Moreover, Younger noted, Boon makes the process transparent to most of the participants – people who are willing to go to the trouble of finding a referral often don’t know if their efforts were for any useful end.

“The complaint we hear most often is that referrals as a process is like sending a recommendation into a black hole. They don’t know what happens after they send it. And if you think about it, that is a really good way to de-incentivize people. Because when you don’t hear anything back, the natural assumption is that no one used it because nobody cares – and surprise, surprise people don’t want to do it anymore.”

So Boon, through rewards and automation, allow the candidate and the referral provider to see that the referral went through and was seen – all without making a new task for HR departments.

The point, Younger notes, is to actually give employees across the spectrum a reason to make referrals – first by taking away the hurdles to doing it, and then by actually creating an experience that rewards and encourages it. Which, he notes, also means keep an open mind about rewards. Getting $5,000 for a referral is nice, but particularly for high-level recommendations, there often needs to be more in play than money.

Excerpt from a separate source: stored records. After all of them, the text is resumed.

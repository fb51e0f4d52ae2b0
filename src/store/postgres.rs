//! Postgres cart store.
//!
//! The partial unique index `carts_active_owner_key` on
//! `(owner_kind, owner_ref) WHERE is_active` is the cross-process backstop
//! for the single-active-cart invariant; a violation of it surfaces as
//! `InsertOutcome::DuplicateOwner` rather than an error.

use async_trait::async_trait;
use chrono::{DateTime, Utc};
use rust_decimal::Decimal;
use sqlx::PgPool;
use uuid::Uuid;

use crate::domain::aggregates::cart::{Cart, CartItem, CartState};
use crate::domain::value_objects::{CartOwner, Money, Quantity};
use crate::store::{CartStore, InsertOutcome};
use crate::{CartError, Result};

const ACTIVE_OWNER_CONSTRAINT: &str = "carts_active_owner_key";

pub struct PgCartStore {
    pool: PgPool,
}

impl PgCartStore {
    pub fn new(pool: PgPool) -> Self {
        Self { pool }
    }
}

#[derive(sqlx::FromRow)]
struct CartRow {
    id: Uuid,
    owner_kind: String,
    owner_ref: String,
    currency: String,
    subtotal: Decimal,
    discount_amount: Decimal,
    tax_amount: Decimal,
    shipping_cost: Decimal,
    total: Decimal,
    gst_rate: Decimal,
    is_active: bool,
    created_at: DateTime<Utc>,
    updated_at: DateTime<Utc>,
    expires_at: DateTime<Utc>,
}

#[derive(sqlx::FromRow)]
struct CartItemRow {
    id: Uuid,
    product_id: Uuid,
    variant_id: Uuid,
    customization_id: Option<Uuid>,
    customization_preview: Option<String>,
    quantity: i32,
    unit_price: Decimal,
    customization_price: Decimal,
    item_total: Decimal,
}

impl CartRow {
    fn into_state(self) -> Result<CartState> {
        let owner = owner_from_columns(&self.owner_kind, &self.owner_ref)?;
        Ok(CartState {
            id: self.id,
            owner,
            subtotal: Money::new(self.subtotal, &self.currency),
            discount_amount: Money::new(self.discount_amount, &self.currency),
            tax_amount: Money::new(self.tax_amount, &self.currency),
            shipping_cost: Money::new(self.shipping_cost, &self.currency),
            total: Money::new(self.total, &self.currency),
            gst_rate: self.gst_rate,
            is_active: self.is_active,
            created_at: self.created_at,
            updated_at: self.updated_at,
            expires_at: self.expires_at,
        })
    }
}

impl CartItemRow {
    fn into_item(self, currency: &str) -> Result<CartItem> {
        let quantity = Quantity::try_new(i64::from(self.quantity))
            .map_err(|e| CartError::Storage(format!("cart item {} has corrupt quantity: {}", self.id, e)))?;
        Ok(CartItem {
            id: self.id,
            product_id: self.product_id,
            variant_id: self.variant_id,
            customization_id: self.customization_id,
            customization_preview: self.customization_preview,
            quantity,
            unit_price: Money::new(self.unit_price, currency),
            customization_price: Money::new(self.customization_price, currency),
            item_total: Money::new(self.item_total, currency),
        })
    }
}

fn owner_from_columns(kind: &str, reference: &str) -> Result<CartOwner> {
    match kind {
        "user" => Uuid::parse_str(reference)
            .map(CartOwner::User)
            .map_err(|_| CartError::Storage(format!("corrupt user owner reference '{reference}'"))),
        "session" => Ok(CartOwner::Session(reference.to_string())),
        other => Err(CartError::Storage(format!("unknown owner kind '{other}'"))),
    }
}

fn storage_err(e: sqlx::Error) -> CartError {
    CartError::Storage(e.to_string())
}

fn is_duplicate_owner(e: &sqlx::Error) -> bool {
    e.as_database_error().is_some_and(|db| {
        db.code().as_deref() == Some("23505") && db.constraint() == Some(ACTIVE_OWNER_CONSTRAINT)
    })
}

async fn insert_items(tx: &mut sqlx::Transaction<'_, sqlx::Postgres>, cart: &Cart) -> Result<()> {
    for (position, item) in cart.items().iter().enumerate() {
        sqlx::query(
            "INSERT INTO cart_items (id, cart_id, product_id, variant_id, customization_id, customization_preview, quantity, unit_price, customization_price, item_total, position) \
             VALUES ($1, $2, $3, $4, $5, $6, $7, $8, $9, $10, $11)",
        )
        .bind(item.id)
        .bind(cart.id())
        .bind(item.product_id)
        .bind(item.variant_id)
        .bind(item.customization_id)
        .bind(&item.customization_preview)
        .bind(item.quantity.get() as i32)
        .bind(item.unit_price.amount())
        .bind(item.customization_price.amount())
        .bind(item.item_total.amount())
        .bind(position as i32)
        .execute(&mut **tx)
        .await
        .map_err(storage_err)?;
    }
    Ok(())
}

#[async_trait]
impl CartStore for PgCartStore {
    async fn find_active_by_owner(&self, owner: &CartOwner) -> Result<Option<Cart>> {
        let row: Option<CartRow> = sqlx::query_as(
            "SELECT * FROM carts WHERE owner_kind = $1 AND owner_ref = $2 AND is_active LIMIT 1",
        )
        .bind(owner.kind())
        .bind(owner.reference())
        .fetch_optional(&self.pool)
        .await
        .map_err(storage_err)?;

        let Some(row) = row else { return Ok(None) };
        let item_rows: Vec<CartItemRow> = sqlx::query_as(
            "SELECT * FROM cart_items WHERE cart_id = $1 ORDER BY position",
        )
        .bind(row.id)
        .fetch_all(&self.pool)
        .await
        .map_err(storage_err)?;

        let currency = row.currency.clone();
        let state = row.into_state()?;
        let items = item_rows
            .into_iter()
            .map(|r| r.into_item(&currency))
            .collect::<Result<Vec<_>>>()?;
        Ok(Some(Cart::rehydrate(state, items)))
    }

    async fn insert(&self, cart: &Cart) -> Result<InsertOutcome> {
        let mut tx = self.pool.begin().await.map_err(storage_err)?;
        let inserted = sqlx::query(
            "INSERT INTO carts (id, owner_kind, owner_ref, currency, subtotal, discount_amount, tax_amount, shipping_cost, total, gst_rate, is_active, created_at, updated_at, expires_at) \
             VALUES ($1, $2, $3, $4, $5, $6, $7, $8, $9, $10, $11, $12, $13, $14)",
        )
        .bind(cart.id())
        .bind(cart.owner().kind())
        .bind(cart.owner().reference())
        .bind(cart.currency())
        .bind(cart.subtotal().amount())
        .bind(cart.discount_amount().amount())
        .bind(cart.tax_amount().amount())
        .bind(cart.shipping_cost().amount())
        .bind(cart.total().amount())
        .bind(cart.gst_rate())
        .bind(cart.is_active())
        .bind(cart.created_at())
        .bind(cart.updated_at())
        .bind(cart.expires_at())
        .execute(&mut *tx)
        .await;

        if let Err(e) = inserted {
            if is_duplicate_owner(&e) {
                return Ok(InsertOutcome::DuplicateOwner);
            }
            return Err(storage_err(e));
        }
        insert_items(&mut tx, cart).await?;
        tx.commit().await.map_err(storage_err)?;
        Ok(InsertOutcome::Inserted)
    }

    async fn save(&self, cart: &Cart) -> Result<()> {
        let mut tx = self.pool.begin().await.map_err(storage_err)?;
        let updated = sqlx::query(
            "UPDATE carts SET subtotal = $2, discount_amount = $3, tax_amount = $4, shipping_cost = $5, total = $6, gst_rate = $7, is_active = $8, updated_at = $9, expires_at = $10 WHERE id = $1",
        )
        .bind(cart.id())
        .bind(cart.subtotal().amount())
        .bind(cart.discount_amount().amount())
        .bind(cart.tax_amount().amount())
        .bind(cart.shipping_cost().amount())
        .bind(cart.total().amount())
        .bind(cart.gst_rate())
        .bind(cart.is_active())
        .bind(cart.updated_at())
        .bind(cart.expires_at())
        .execute(&mut *tx)
        .await
        .map_err(storage_err)?;
        if updated.rows_affected() == 0 {
            return Err(CartError::Storage(format!("cart {} missing on save", cart.id())));
        }

        sqlx::query("DELETE FROM cart_items WHERE cart_id = $1")
            .bind(cart.id())
            .execute(&mut *tx)
            .await
            .map_err(storage_err)?;
        insert_items(&mut tx, cart).await?;
        tx.commit().await.map_err(storage_err)?;
        Ok(())
    }
}
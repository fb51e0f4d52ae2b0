//! Per-owner mutual exclusion.

use std::sync::Arc;

use dashmap::DashMap;
use tokio::sync::{Mutex, OwnedMutexGuard};

use crate::domain::value_objects::CartOwner;

/// One lock per cart owner, created lazily. Two callers presenting the same
/// owner are strictly serialized; different owners proceed independently.
///
/// The entry API makes the get-or-insert a single atomic step on the map, so
/// two first-time callers for the same owner always end up on the same mutex.
///
/// TODO: entries are never evicted, so heavy anonymous-session churn grows
/// this map without bound. Needs a TTL keyed off cart expiry before the
/// guest-traffic rollout.
#[derive(Default)]
pub struct CartLockRegistry {
    locks: DashMap<CartOwner, Arc<Mutex<()>>>,
}

impl CartLockRegistry {
    pub fn new() -> Self {
        Self { locks: DashMap::new() }
    }

    /// Blocks until the owner's lock is held. The guard must be held across
    /// the entire read-modify-write cycle of any mutating cart operation.
    pub async fn acquire(&self, owner: &CartOwner) -> OwnedMutexGuard<()> {
        let lock = self.locks
            .entry(owner.clone())
            .or_insert_with(|| Arc::new(Mutex::new(())))
            .clone();
        lock.lock_owned().await
    }

    pub fn len(&self) -> usize { self.locks.len() }
    pub fn is_empty(&self) -> bool { self.locks.is_empty() }
}

#[cfg(test)]
mod tests {
    use super::*;
    use std::time::Duration;

    fn owner(token: &str) -> CartOwner { CartOwner::Session(token.into()) }

    #[tokio::test]
    async fn test_same_owner_is_serialized() {
        let registry = Arc::new(CartLockRegistry::new());
        let trace = Arc::new(std::sync::Mutex::new(Vec::new()));
        let mut handles = Vec::new();
        for task in 0..4 {
            let registry = registry.clone();
            let trace = trace.clone();
            handles.push(tokio::spawn(async move {
                let _guard = registry.acquire(&owner("sess-1")).await;
                trace.lock().unwrap().push((task, "enter"));
                tokio::time::sleep(Duration::from_millis(5)).await;
                trace.lock().unwrap().push((task, "exit"));
            }));
        }
        for handle in handles {
            handle.await.unwrap();
        }
        // Critical sections never interleave: every enter is immediately
        // followed by the same task's exit.
        let trace = trace.lock().unwrap();
        assert_eq!(trace.len(), 8);
        for pair in trace.chunks(2) {
            assert_eq!(pair[0].0, pair[1].0);
            assert_eq!(pair[0].1, "enter");
            assert_eq!(pair[1].1, "exit");
        }
    }

    #[tokio::test]
    async fn test_different_owners_run_in_parallel() {
        let registry = CartLockRegistry::new();
        let _held = registry.acquire(&owner("a")).await;
        let other = tokio::time::timeout(Duration::from_millis(100), registry.acquire(&owner("b"))).await;
        assert!(other.is_ok());
    }

    #[tokio::test]
    async fn test_same_owner_blocks_until_release() {
        let registry = Arc::new(CartLockRegistry::new());
        let held = registry.acquire(&owner("a")).await;
        let blocked = tokio::time::timeout(Duration::from_millis(20), registry.acquire(&owner("a"))).await;
        assert!(blocked.is_err());
        drop(held);
        let acquired = tokio::time::timeout(Duration::from_millis(100), registry.acquire(&owner("a"))).await;
        assert!(acquired.is_ok());
    }

    #[tokio::test]
    async fn test_locks_are_created_lazily() {
        let registry = CartLockRegistry::new();
        assert!(registry.is_empty());
        let _a = registry.acquire(&owner("a")).await;
        let _b = registry.acquire(&owner("b")).await;
        assert_eq!(registry.len(), 2);
    }
}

“We see that motivating participation is complex. Competition motivates people. Recognition. Self-Improvement. People assume money or material incentives alone are the key to motivation, but honestly they have an increasingly diminishing return – the more you have, the more it takes to motivate. Trying to pay an executive to send a referral is going to cost a lot more than using someone lower ranked in the firm. But the recognition of other people seeing what they are doing – and that action having an effect – that has a much better chance of stimulating the behavior.”

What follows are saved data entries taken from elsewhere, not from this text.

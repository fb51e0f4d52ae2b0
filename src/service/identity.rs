//! Maps an inbound request identity to a single cart owner.

use uuid::Uuid;

use crate::domain::value_objects::CartOwner;

/// A verified user identity always wins over a session token; a blank session
/// token counts as no identity at all. `None` is a caller-level concern.
pub fn resolve(user_id: Option<Uuid>, session_token: Option<&str>) -> Option<CartOwner> {
    if let Some(id) = user_id {
        return Some(CartOwner::User(id));
    }
    session_token
        .map(str::trim)
        .filter(|token| !token.is_empty())
        .map(|token| CartOwner::Session(token.to_string()))
}

#[cfg(test)]
mod tests {
    use super::*;

    #[test]
    fn test_user_wins_over_session() {
        let id = Uuid::new_v4();
        let owner = resolve(Some(id), Some("sess-1")).unwrap();
        assert_eq!(owner, CartOwner::User(id));
    }

    #[test]
    fn test_session_fallback() {
        let owner = resolve(None, Some("sess-1")).unwrap();
        assert_eq!(owner, CartOwner::Session("sess-1".into()));
    }

    #[test]
    fn test_blank_session_is_no_identity() {
        assert!(resolve(None, Some("   ")).is_none());
        assert!(resolve(None, None).is_none());
    }
}
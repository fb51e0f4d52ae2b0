//! Domain events
use serde::Serialize;
use uuid::Uuid;

use crate::domain::value_objects::CartOwner;

#[derive(Clone, Debug, Serialize)]
#[serde(tag = "type", rename_all = "snake_case")]
pub enum CartEvent {
    Created { cart_id: Uuid, owner: CartOwner },
    ItemAdded { cart_id: Uuid, item_id: Uuid, product_id: Uuid, variant_id: Uuid, quantity: u32 },
    ItemRemoved { cart_id: Uuid, item_id: Uuid },
    Cleared { cart_id: Uuid, items_removed: usize },
    Synced { cart_id: Uuid, lines_applied: usize, lines_skipped: usize },
    Expired { cart_id: Uuid },
}

impl CartEvent {
    /// Subject suffix used when the event is published.
    pub fn kind(&self) -> &'static str {
        match self {
            Self::Created { .. } => "created",
            Self::ItemAdded { .. } => "item_added",
            Self::ItemRemoved { .. } => "item_removed",
            Self::Cleared { .. } => "cleared",
            Self::Synced { .. } => "synced",
            Self::Expired { .. } => "expired",
        }
    }
}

Finding The Market And Building The Network

At this point, he noted, Boon is an invite-only network at the moment – meaning if one’s employer isn’t using it or one hasn’t been invited as a candidate directly – the service is not yet open for general use.

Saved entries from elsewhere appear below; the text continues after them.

//! Customization collaborator gateway.
//!
//! Customizations are owned by the design service; the cart only holds a
//! reference. Asset cleanup is best-effort and must never fail a cart
//! mutation, so gateway errors stay out of the cart error taxonomy.

use async_trait::async_trait;
use rust_decimal::Decimal;
use serde::Deserialize;
use thiserror::Error;
use uuid::Uuid;

use crate::domain::value_objects::CartOwner;

#[derive(Debug, Error)]
#[error("customization gateway: {0}")]
pub struct GatewayError(pub String);

/// Un-persisted customization data carried on a pending guest line.
#[derive(Clone, Debug, Deserialize)]
pub struct InlineCustomization {
    pub design: serde_json::Value,
    pub preview_url: Option<String>,
    #[serde(default)]
    pub price: Decimal,
}

#[derive(Clone, Debug)]
pub struct ResolvedCustomization {
    pub id: Uuid,
    pub preview_url: Option<String>,
}

#[async_trait]
pub trait CustomizationGateway: Send + Sync {
    /// Deletes the stored preview asset for a customization.
    async fn cleanup_asset(&self, customization_id: Uuid) -> Result<(), GatewayError>;

    /// Persists an inline customization payload and returns its reference.
    async fn resolve_or_create(&self, owner: &CartOwner, payload: &InlineCustomization) -> Result<ResolvedCustomization, GatewayError>;
}

/// NATS-backed gateway: cleanup is fire-and-forget, resolution is
/// request-reply against the design service.
pub struct NatsCustomizationGateway {
    client: async_nats::Client,
}

impl NatsCustomizationGateway {
    pub fn new(client: async_nats::Client) -> Self {
        Self { client }
    }
}

#[async_trait]
impl CustomizationGateway for NatsCustomizationGateway {
    async fn cleanup_asset(&self, customization_id: Uuid) -> Result<(), GatewayError> {
        let payload = serde_json::to_vec(&serde_json::json!({ "customization_id": customization_id }))
            .map_err(|e| GatewayError(e.to_string()))?;
        self.client
            .publish("ecommerce.customizations.cleanup".to_string(), payload.into())
            .await
            .map_err(|e| GatewayError(e.to_string()))
    }

    async fn resolve_or_create(&self, owner: &CartOwner, payload: &InlineCustomization) -> Result<ResolvedCustomization, GatewayError> {
        let request = serde_json::to_vec(&serde_json::json!({
            "owner": owner,
            "design": payload.design,
            "preview_url": payload.preview_url,
            "price": payload.price,
        }))
        .map_err(|e| GatewayError(e.to_string()))?;
        let reply = self.client
            .request("ecommerce.customizations.resolve".to_string(), request.into())
            .await
            .map_err(|e| GatewayError(e.to_string()))?;

        #[derive(Deserialize)]
        struct ResolveReply { id: Uuid }
        let parsed: ResolveReply = serde_json::from_slice(&reply.payload)
            .map_err(|e| GatewayError(format!("bad resolve reply: {e}")))?;
        Ok(ResolvedCustomization { id: parsed.id, preview_url: payload.preview_url.clone() })
    }
}

/// Placeholder for deployments without a design service configured.
pub struct NoopCustomizationGateway;

#[async_trait]
impl CustomizationGateway for NoopCustomizationGateway {
    async fn cleanup_asset(&self, _customization_id: Uuid) -> Result<(), GatewayError> {
        Ok(())
    }

    async fn resolve_or_create(&self, _owner: &CartOwner, _payload: &InlineCustomization) -> Result<ResolvedCustomization, GatewayError> {
        Err(GatewayError("no customization backend configured".into()))
    }
}

/// In-memory gateway for tests: records every call and can be flipped to
/// fail on demand.
#[derive(Default)]
pub struct CustomizationGatewayStub {
    pub cleaned: std::sync::Mutex<Vec<Uuid>>,
    pub resolved: std::sync::Mutex<Vec<Uuid>>,
    pub fail_cleanup: std::sync::atomic::AtomicBool,
    pub fail_resolve: std::sync::atomic::AtomicBool,
}

impl CustomizationGatewayStub {
    pub fn new() -> Self {
        Self::default()
    }

    pub fn cleanup_calls(&self) -> usize {
        self.cleaned.lock().unwrap().len()
    }

    pub fn resolve_calls(&self) -> usize {
        self.resolved.lock().unwrap().len()
    }
}

#[async_trait]
impl CustomizationGateway for CustomizationGatewayStub {
    async fn cleanup_asset(&self, customization_id: Uuid) -> Result<(), GatewayError> {
        if self.fail_cleanup.load(std::sync::atomic::Ordering::SeqCst) {
            return Err(GatewayError("cleanup unavailable".into()));
        }
        self.cleaned.lock().unwrap().push(customization_id);
        Ok(())
    }

    async fn resolve_or_create(&self, _owner: &CartOwner, payload: &InlineCustomization) -> Result<ResolvedCustomization, GatewayError> {
        if self.fail_resolve.load(std::sync::atomic::Ordering::SeqCst) {
            return Err(GatewayError("resolve unavailable".into()));
        }
        let id = Uuid::now_v7();
        self.resolved.lock().unwrap().push(id);
        Ok(ResolvedCustomization { id, preview_url: payload.preview_url.clone() })
    }
}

But even as the platform opens up, he noted – it is structured to keep the quality of results high – both with the AI-controlled matching of candidates to positions, and by allowing employers to customer screen what types of referrals they are willing to take down to specific Zip codes, key words and skill sets.

And, while Boon rewards for good referrals, there are also consequences for not so good ones.

“The platform has the Boon match score, which is a bit like an eBay score. It ranks based on how many referrals you send, and how many gain traction, lead to interviews and hires. If you send a lot of things out and get no response, you will have a bad score.”

The objectivity, he noted, is critical, particularly for professional recruiters who can actually have an objective metric to point to when asked about their skills.

“In my recruiting days I would have to look people in the eye and tell them that I am very good – despite the fact that I could offer no numbers to prove that, and the last person that told them that has not been at all good.”

And Boon does not penalize for not making referrals. A user can sync their networks and never make a single referral – only they can see their data, the platform can’t make connections on their behalf – and not making referrals costs users nothing.

Employers are better served by employees that come from referrals, but right now the marketplace for them isn’t really structured to generate them. Boon thinks it’s got the incentive secret sauce to overcome that and offer access to a world of better outcomes for employers everywhere.

“The reality is top talent often isn’t officially on the market – and a service like this gives companies an entirely new way to connect to that talent anyway.”